(Stored entries)
------------------------------------------------------------------------

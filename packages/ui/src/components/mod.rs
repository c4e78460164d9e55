//! Presentation components. They render what a page controller holds and
//! report clicks back through event handlers; none of them fetch.

mod card;
pub use card::{Card, CardContent};

mod loader;
pub use loader::{Loader, LoaderSize};

mod navbar;
pub use navbar::{nav_links, NavLink, Navbar};

mod toast;
pub use toast::Toast;
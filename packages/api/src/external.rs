//! `/external` resource: literature, registry and ORCID lookups proxied by the backend.

use std::future::Future;

use crate::client::{ApiClient, Query};
use crate::error::ApiError;
use crate::models::{ExternalPublication, ExternalTrial, OrcidWorks, ServiceHealth};

pub trait ExternalApi {
    /// `GET /external/pubmed/search?query=&max_results=`
    fn search_pubmed(
        &self,
        query: &str,
        max_results: Option<u32>,
    ) -> impl Future<Output = Result<Vec<ExternalPublication>, ApiError>>;
    /// `GET /external/clinicaltrials/search?condition=&status=&max_results=`
    fn search_clinical_trials(
        &self,
        condition: &str,
        status: Option<&str>,
        max_results: Option<u32>,
    ) -> impl Future<Output = Result<Vec<ExternalTrial>, ApiError>>;
    /// `GET /external/orcid/{orcid_id}`
    fn orcid_works(&self, orcid_id: &str) -> impl Future<Output = Result<OrcidWorks, ApiError>>;
    /// `GET /external/health`
    fn external_health(&self) -> impl Future<Output = Result<ServiceHealth, ApiError>>;
}

impl ExternalApi for ApiClient {
    async fn search_pubmed(
        &self,
        query: &str,
        max_results: Option<u32>,
    ) -> Result<Vec<ExternalPublication>, ApiError> {
        let query = Query::new()
            .with("query", query)
            .with_opt("max_results", max_results);
        self.get("/external/pubmed/search", &query).await
    }

    async fn search_clinical_trials(
        &self,
        condition: &str,
        status: Option<&str>,
        max_results: Option<u32>,
    ) -> Result<Vec<ExternalTrial>, ApiError> {
        let query = Query::new()
            .with("condition", condition)
            .with_opt("status", status)
            .with_opt("max_results", max_results);
        self.get("/external/clinicaltrials/search", &query).await
    }

    async fn orcid_works(&self, orcid_id: &str) -> Result<OrcidWorks, ApiError> {
        self.get(&format!("/external/orcid/{}", orcid_id.trim()), &Query::new())
            .await
    }

    async fn external_health(&self) -> Result<ServiceHealth, ApiError> {
        self.get("/external/health", &Query::new()).await
    }
}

------------------------------------------------------------------------

→ **THE PROBLEM**: Beginning with the line that has "async fn external_health(&self)", set down each line through the last one above, exactly, and nothing else.

→ **RESULT FOR THIS EXERCISE**:
    async fn external_health(&self) -> Result<ServiceHealth, ApiError> {
        self.get("/external/health", &Query::new()).await
    }
}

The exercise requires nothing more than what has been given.